[[ ENTRIES SUPPLIED, beginning ]]
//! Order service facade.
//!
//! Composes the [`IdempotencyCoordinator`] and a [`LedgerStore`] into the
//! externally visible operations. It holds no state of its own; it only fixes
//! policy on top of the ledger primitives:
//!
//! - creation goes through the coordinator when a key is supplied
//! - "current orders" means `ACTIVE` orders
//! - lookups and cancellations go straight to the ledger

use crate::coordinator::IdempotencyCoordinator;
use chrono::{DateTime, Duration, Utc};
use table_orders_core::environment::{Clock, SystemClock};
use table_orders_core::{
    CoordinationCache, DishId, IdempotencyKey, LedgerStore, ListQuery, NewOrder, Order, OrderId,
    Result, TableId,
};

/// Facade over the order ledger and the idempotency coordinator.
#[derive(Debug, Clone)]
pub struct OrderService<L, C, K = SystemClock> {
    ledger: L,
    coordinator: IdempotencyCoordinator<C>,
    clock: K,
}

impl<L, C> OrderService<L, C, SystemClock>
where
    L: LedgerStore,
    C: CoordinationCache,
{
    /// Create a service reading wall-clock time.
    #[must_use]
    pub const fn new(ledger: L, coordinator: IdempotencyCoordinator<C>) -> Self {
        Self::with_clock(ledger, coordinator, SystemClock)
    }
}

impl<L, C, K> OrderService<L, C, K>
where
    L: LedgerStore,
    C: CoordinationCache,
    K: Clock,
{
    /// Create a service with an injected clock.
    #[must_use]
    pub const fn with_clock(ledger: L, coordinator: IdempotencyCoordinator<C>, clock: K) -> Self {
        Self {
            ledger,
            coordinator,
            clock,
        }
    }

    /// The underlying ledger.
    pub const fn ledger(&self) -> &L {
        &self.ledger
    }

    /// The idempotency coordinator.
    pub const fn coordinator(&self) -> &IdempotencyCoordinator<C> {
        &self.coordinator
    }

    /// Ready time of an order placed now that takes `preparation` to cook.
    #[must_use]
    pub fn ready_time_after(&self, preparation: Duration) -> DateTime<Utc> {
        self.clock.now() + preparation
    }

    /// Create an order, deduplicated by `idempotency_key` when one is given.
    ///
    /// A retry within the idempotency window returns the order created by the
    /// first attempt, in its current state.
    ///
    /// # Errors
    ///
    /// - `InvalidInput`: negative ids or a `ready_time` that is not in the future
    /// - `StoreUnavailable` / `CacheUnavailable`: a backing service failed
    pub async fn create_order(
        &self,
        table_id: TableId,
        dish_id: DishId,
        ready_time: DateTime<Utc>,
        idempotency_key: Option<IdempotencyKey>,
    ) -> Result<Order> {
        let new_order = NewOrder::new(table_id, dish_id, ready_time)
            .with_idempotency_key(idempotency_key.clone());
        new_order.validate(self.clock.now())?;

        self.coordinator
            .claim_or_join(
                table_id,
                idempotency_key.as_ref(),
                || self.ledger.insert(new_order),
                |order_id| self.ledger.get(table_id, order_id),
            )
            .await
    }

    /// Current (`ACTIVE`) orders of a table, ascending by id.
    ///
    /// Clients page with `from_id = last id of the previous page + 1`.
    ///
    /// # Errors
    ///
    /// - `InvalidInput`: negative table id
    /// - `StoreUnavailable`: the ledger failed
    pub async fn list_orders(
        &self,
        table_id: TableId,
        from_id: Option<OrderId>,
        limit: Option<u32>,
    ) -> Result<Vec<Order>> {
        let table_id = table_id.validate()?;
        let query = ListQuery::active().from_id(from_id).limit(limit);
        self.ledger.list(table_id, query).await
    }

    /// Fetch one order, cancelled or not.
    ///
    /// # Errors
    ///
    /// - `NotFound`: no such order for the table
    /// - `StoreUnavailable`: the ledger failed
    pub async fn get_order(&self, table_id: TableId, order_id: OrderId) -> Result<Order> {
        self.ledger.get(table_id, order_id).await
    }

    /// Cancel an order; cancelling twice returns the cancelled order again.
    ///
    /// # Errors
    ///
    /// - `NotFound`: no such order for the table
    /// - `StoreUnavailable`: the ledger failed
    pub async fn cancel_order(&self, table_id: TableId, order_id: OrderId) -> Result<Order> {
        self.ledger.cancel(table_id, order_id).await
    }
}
[[ ENTRIES SUPPLIED, end ]]
[[ ENTRIES SUPPLIED, beginning ]]
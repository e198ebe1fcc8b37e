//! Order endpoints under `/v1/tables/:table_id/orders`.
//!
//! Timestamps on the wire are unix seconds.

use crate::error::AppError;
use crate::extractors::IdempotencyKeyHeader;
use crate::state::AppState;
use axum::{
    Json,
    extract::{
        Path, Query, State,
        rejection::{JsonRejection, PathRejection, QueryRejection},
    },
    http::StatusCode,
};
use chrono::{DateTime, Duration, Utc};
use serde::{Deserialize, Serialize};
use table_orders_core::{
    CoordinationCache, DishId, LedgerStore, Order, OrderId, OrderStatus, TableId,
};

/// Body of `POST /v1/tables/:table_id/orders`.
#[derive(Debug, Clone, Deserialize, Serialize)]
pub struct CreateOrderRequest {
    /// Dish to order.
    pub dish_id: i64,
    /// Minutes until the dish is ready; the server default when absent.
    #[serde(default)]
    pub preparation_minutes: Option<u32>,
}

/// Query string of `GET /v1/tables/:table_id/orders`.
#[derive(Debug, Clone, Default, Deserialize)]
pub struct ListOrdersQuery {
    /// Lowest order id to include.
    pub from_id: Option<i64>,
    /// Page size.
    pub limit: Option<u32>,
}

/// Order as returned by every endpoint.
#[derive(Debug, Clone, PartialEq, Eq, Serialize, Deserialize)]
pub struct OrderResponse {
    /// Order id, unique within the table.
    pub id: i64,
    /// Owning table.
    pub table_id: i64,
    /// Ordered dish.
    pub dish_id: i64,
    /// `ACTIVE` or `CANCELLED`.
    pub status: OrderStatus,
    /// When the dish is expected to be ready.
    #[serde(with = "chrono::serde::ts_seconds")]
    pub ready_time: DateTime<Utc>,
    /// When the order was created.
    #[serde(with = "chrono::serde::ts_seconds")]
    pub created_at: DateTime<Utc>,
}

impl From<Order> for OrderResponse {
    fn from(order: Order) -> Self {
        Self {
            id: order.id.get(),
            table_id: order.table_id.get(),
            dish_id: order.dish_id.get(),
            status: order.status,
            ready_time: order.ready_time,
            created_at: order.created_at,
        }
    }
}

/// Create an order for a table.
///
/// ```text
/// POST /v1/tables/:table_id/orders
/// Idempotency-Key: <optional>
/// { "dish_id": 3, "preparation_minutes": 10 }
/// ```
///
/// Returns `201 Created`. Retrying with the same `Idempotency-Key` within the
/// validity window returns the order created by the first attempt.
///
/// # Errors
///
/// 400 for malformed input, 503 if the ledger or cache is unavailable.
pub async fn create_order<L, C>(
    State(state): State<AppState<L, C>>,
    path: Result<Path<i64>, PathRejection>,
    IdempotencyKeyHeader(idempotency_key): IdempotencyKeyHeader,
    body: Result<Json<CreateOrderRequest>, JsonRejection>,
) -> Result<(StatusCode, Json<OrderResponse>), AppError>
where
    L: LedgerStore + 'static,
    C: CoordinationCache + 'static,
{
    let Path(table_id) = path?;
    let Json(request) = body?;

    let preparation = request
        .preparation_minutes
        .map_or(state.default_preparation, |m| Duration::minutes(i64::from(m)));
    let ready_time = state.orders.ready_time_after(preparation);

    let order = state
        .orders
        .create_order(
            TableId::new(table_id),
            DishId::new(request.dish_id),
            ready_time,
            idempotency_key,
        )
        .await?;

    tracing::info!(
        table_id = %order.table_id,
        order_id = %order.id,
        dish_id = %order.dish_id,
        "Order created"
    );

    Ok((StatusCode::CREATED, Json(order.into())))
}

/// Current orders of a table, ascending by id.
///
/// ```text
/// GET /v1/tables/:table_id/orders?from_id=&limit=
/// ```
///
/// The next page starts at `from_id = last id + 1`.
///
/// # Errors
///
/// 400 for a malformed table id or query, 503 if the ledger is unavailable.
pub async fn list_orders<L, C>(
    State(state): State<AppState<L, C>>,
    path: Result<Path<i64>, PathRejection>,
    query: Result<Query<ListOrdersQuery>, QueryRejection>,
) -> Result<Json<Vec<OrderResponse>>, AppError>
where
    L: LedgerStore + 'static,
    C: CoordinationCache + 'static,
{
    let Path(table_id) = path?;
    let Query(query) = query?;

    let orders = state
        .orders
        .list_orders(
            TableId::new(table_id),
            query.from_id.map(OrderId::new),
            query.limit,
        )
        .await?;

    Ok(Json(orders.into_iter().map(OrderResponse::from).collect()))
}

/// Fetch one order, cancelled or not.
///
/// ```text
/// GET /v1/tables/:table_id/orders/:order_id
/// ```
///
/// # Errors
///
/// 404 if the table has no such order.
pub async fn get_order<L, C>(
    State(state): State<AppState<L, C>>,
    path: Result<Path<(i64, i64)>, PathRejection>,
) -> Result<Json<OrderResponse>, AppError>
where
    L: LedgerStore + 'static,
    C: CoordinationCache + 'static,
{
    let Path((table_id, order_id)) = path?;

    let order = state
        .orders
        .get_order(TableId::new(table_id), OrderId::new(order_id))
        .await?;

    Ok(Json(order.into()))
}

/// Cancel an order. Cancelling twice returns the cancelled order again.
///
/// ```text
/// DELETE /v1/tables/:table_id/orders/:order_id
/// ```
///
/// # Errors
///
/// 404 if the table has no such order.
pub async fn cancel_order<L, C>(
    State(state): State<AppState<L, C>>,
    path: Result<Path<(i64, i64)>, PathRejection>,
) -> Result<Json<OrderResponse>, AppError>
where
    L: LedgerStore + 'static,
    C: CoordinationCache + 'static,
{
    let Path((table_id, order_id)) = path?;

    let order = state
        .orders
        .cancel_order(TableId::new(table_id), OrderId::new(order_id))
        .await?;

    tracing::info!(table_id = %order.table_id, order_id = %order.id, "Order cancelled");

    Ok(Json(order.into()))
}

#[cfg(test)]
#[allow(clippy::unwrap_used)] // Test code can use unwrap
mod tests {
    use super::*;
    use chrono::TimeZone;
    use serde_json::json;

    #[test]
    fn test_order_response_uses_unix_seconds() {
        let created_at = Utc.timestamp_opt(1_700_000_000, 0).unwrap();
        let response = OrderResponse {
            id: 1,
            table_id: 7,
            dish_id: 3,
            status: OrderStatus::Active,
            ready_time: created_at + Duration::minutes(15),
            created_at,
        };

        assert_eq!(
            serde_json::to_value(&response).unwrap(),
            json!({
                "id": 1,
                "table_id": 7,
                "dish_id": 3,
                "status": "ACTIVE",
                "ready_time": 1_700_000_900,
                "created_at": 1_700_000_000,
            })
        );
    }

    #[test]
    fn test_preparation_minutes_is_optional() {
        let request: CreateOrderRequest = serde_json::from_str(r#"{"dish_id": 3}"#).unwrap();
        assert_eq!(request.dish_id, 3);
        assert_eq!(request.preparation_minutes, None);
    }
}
[[ ENTRIES SUPPLIED, end ]]
Looking at the records above, work out how many lines hold "IdempotencyCoordinator" and write only that number.

6